Task data —

#####

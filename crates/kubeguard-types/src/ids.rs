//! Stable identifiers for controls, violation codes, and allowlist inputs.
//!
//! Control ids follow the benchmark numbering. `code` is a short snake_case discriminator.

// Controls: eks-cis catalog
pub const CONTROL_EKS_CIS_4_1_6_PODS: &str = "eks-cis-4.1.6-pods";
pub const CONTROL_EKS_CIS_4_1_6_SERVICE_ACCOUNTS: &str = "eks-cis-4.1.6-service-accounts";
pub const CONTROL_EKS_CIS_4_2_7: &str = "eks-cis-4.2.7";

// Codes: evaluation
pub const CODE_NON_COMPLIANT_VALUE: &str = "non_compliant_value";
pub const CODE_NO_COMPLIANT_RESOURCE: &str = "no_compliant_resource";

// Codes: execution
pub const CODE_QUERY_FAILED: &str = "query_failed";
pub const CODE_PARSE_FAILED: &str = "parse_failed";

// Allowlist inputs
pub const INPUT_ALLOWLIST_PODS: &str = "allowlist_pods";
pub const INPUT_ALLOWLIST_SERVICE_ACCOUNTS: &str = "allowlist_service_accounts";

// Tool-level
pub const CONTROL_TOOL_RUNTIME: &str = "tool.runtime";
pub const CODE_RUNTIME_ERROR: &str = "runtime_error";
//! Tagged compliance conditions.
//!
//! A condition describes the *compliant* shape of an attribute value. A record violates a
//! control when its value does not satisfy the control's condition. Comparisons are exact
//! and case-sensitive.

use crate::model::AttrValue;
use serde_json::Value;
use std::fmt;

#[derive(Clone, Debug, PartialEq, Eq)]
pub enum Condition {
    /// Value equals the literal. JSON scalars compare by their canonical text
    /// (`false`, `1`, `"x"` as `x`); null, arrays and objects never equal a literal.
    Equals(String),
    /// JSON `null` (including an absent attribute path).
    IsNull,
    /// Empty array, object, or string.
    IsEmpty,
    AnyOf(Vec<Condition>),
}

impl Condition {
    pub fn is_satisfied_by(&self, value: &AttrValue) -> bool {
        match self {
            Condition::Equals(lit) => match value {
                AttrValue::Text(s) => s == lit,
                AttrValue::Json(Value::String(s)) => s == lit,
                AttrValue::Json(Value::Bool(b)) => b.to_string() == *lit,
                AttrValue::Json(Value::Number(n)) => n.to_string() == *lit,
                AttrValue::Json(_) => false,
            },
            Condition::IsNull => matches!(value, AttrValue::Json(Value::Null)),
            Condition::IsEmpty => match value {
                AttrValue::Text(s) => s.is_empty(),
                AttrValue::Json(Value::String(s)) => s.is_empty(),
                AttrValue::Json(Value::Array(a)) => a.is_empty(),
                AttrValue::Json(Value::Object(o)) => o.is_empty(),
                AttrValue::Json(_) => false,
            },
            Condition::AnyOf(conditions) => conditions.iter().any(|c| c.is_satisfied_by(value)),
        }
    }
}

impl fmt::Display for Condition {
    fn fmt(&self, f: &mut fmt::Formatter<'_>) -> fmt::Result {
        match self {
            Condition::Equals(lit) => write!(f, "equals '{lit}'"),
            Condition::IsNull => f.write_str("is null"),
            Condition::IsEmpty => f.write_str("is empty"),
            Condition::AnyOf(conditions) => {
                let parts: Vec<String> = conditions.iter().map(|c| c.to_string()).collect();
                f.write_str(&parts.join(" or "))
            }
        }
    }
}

#####

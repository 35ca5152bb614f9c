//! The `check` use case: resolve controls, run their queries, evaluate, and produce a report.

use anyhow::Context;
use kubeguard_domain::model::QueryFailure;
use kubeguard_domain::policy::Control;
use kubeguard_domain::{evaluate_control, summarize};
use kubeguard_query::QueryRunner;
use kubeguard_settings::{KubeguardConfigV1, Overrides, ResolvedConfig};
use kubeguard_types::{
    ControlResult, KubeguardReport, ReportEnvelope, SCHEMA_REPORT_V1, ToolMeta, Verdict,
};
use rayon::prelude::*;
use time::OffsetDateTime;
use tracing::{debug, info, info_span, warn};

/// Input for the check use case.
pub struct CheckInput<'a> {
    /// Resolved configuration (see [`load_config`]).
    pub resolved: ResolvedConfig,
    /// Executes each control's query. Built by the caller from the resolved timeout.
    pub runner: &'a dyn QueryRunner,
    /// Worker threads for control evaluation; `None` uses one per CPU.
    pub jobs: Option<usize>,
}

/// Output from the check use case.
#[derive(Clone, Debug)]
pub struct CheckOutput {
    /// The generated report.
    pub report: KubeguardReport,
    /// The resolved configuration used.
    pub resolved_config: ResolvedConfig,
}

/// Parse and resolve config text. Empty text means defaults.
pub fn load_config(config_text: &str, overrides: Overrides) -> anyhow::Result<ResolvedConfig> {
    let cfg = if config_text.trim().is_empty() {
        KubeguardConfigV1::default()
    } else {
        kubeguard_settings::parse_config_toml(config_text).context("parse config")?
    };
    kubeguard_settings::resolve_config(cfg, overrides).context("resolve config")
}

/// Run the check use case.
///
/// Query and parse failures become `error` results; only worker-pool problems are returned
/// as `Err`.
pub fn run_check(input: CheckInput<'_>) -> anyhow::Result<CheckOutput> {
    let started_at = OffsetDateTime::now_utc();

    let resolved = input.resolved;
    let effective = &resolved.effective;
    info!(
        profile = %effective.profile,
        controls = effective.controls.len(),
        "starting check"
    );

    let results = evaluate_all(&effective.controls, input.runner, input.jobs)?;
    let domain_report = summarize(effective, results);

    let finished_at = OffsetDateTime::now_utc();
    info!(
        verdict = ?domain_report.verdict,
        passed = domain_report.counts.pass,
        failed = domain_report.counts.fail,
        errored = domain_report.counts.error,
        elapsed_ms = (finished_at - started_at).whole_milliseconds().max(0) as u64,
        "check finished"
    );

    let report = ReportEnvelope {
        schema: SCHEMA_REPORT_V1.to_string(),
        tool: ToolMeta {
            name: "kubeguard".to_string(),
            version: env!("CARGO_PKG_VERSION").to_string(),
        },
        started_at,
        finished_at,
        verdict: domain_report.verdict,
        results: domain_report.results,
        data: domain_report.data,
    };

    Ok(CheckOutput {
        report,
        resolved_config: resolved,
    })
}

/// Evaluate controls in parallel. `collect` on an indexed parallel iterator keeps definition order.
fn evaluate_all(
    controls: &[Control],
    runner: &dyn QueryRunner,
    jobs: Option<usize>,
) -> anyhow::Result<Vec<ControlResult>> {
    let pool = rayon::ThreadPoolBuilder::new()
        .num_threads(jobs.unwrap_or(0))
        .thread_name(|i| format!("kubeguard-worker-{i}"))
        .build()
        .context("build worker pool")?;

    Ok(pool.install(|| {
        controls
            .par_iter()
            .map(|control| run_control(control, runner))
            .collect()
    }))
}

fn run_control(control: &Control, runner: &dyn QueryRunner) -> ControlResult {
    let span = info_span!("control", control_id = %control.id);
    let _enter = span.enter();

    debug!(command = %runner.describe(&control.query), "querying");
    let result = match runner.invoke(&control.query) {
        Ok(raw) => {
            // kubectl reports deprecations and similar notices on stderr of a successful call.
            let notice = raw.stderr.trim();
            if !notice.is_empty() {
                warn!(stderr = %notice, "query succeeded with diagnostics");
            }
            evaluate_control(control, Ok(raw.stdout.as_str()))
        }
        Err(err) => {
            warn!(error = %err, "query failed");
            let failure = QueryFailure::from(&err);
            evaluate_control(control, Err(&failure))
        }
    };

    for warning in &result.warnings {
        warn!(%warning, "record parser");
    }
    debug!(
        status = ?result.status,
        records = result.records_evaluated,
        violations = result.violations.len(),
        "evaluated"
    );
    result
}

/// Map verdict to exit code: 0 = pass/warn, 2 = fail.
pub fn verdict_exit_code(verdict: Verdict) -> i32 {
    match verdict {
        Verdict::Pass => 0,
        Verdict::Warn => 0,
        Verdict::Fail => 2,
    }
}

#####

What to do — Whenever "inputs" occurs in a line of the entries, copy that line.

Worked solution —
//! Stable identifiers for controls, violation codes, and allowlist inputs.
// Allowlist inputs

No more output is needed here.